We may fall further behind if we do not update our skills
One of the essential ingredients of good governance is a bureaucracy equipped with both skills and technology. A combination of courses at the Civil Service Training Academy and the National Defense College is what can be offered to bureaucrats. But the times have moved on, and these institutions are increasingly short of the skills required for today’s world.
In terms of expense, Bangladesh hasn’t been able to afford access to public policy institutions at international levels to train and update government servants. Most of the training offered through the Economic Relations Division are specific to the point of availability of resource people, and the numbers are also limited.
It makes sense that 1,800 of our civil servants in the course of the next six years will be trained at India’s National Centre for Good Governance.
The centre operates under the Department of Administrative Reforms and Public Grievances and is charged with changing government procedures and processes, and enabling the skill set required.
This is one of the outcomes of the ministry in charge of developing human capital both within and outside the confines of the government in India.
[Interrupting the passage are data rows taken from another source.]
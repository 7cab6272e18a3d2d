//! External command execution.
//!
//! Every OS interaction in socks-toggle is a short-lived child process
//! (`networksetup`, `curl`, `osascript`).  They all go through the
//! [`CommandRunner`] trait so the adapters can be tested without touching the
//! real system.

use std::fmt;
use std::process::Stdio;

use async_trait::async_trait;
use thiserror::Error;
use tokio::process::Command;
use tracing::trace;

/// A program and its arguments.
#[derive(Debug, Clone, PartialEq, Eq)]
pub struct Invocation {
    pub program: String,
    pub args: Vec<String>,
}

impl Invocation {
    pub fn new(program: impl Into<String>) -> Self {
        Self {
            program: program.into(),
            args: Vec::new(),
        }
    }

    pub fn arg(mut self, arg: impl Into<String>) -> Self {
        self.args.push(arg.into());
        self
    }
}

impl fmt::Display for Invocation {
    fn fmt(&self, f: &mut fmt::Formatter<'_>) -> fmt::Result {
        f.write_str(&self.program)?;
        for arg in &self.args {
            write!(f, " {arg:?}")?;
        }
        Ok(())
    }
}

/// Error type for command execution.
#[derive(Debug, Error)]
pub enum CommandError {
    /// The program could not be started (missing binary, permissions).
    #[error("failed to run {program}: {source}")]
    Spawn {
        program: String,
        #[source]
        source: std::io::Error,
    },

    /// The program ran but exited unsuccessfully.
    #[error("{program} exited with {status}: {stderr}")]
    Exit {
        program: String,
        status: String,
        stderr: String,
    },

    /// The program exited successfully but printed an error marker.
    #[error("{program} reported an error: {output}")]
    Reported { program: String, output: String },
}

/// Runs a command to completion and returns its standard output.
#[cfg_attr(test, mockall::automock)]
#[async_trait]
pub trait CommandRunner: Send + Sync {
    /// # Errors
    ///
    /// Returns [`CommandError::Spawn`] if the process cannot be started and
    /// [`CommandError::Exit`] if it exits with a non-zero status.
    async fn run(&self, invocation: &Invocation) -> Result<String, CommandError>;
}

/// [`CommandRunner`] backed by real child processes.
///
/// The child is always awaited; `kill_on_drop` makes sure nothing is left
/// running if the future is dropped early.
#[derive(Debug, Default, Clone, Copy)]
pub struct SystemCommandRunner;

#[async_trait]
impl CommandRunner for SystemCommandRunner {
    async fn run(&self, invocation: &Invocation) -> Result<String, CommandError> {
        trace!(%invocation, "spawning");
        let output = Command::new(&invocation.program)
            .args(&invocation.args)
            .stdin(Stdio::null())
            .kill_on_drop(true)
            .output()
            .await
            .map_err(|source| CommandError::Spawn {
                program: invocation.program.clone(),
                source,
            })?;

        if !output.status.success() {
            return Err(CommandError::Exit {
                program: invocation.program.clone(),
                status: output.status.to_string(),
                stderr: String::from_utf8_lossy(&output.stderr).trim().to_string(),
            });
        }

        Ok(String::from_utf8_lossy(&output.stdout).into_owned())
    }
}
The approach is not just to make governance easily accessible, but also to enable the use of technology in governance.
That’s a far cry from the days when senior bureaucrats had sleek desktops on their tables nicely covered up. In today’s world, governments are nothing without laptops, tablets, phablets, not to mention the humble smartphone in the connected world.
Bangladesh has some way to go to be that well connected, but it is somewhat of a shame that we can’t lure public policy specialists back from abroad to run courses here at home, thereby benefitting far greater numbers.
There’s also high demand for such updating of skills in the health and land sectors, and of course the local regional government offices and institutions. When the BJP first came to power, it sent its MPs through a crash course MBA in order for legislators to understand the requirements of businesses.
In spite of a majority of our MPs being involved in business, they still have to get used to the finer nuances as laws are debated and formulated.
Another reason why the Indian venue makes sense is that most of the sub-continental laws are based on those written down by the British and most new laws are just built on the reformation and restructuring of these existing laws. That the British themselves have moved far away from these laws is a different, if pertinent issue.
These laws replaced the more feudal and mostly unwritten laws of the past. Ideally, they should undergo full and thorough reform, but the law reform body hasn’t been given the teeth or the wherewithal to undertake such a massive task.
Hence the penchant towards “amendments” rather than “enactments.” But the way technology is surging ahead, we may fall further behind. That leads to the third major reason why the training in India makes sense. What doesn’t make sense is that with the policy statement of a master plan for upazillas, home-grown talent is required to combine with planners and the odd foreign experts.
What a sensible approach suggests is that a batch of the trainees be seconded to the Civil Service Academy for an extended period to frame courses and pass on the learning. India has progressed in technology and governance, and was one country that kept the core WTO negotiating team together despite changes of government.
That is one stirring example of political sagacity, and we can only hope that we too, learn from India and progress in our own technology and governance to help realize the country’s visions of tomorrow.
Mahmudur Rahman is a writer, columnist, broadcaster, and communications specialist.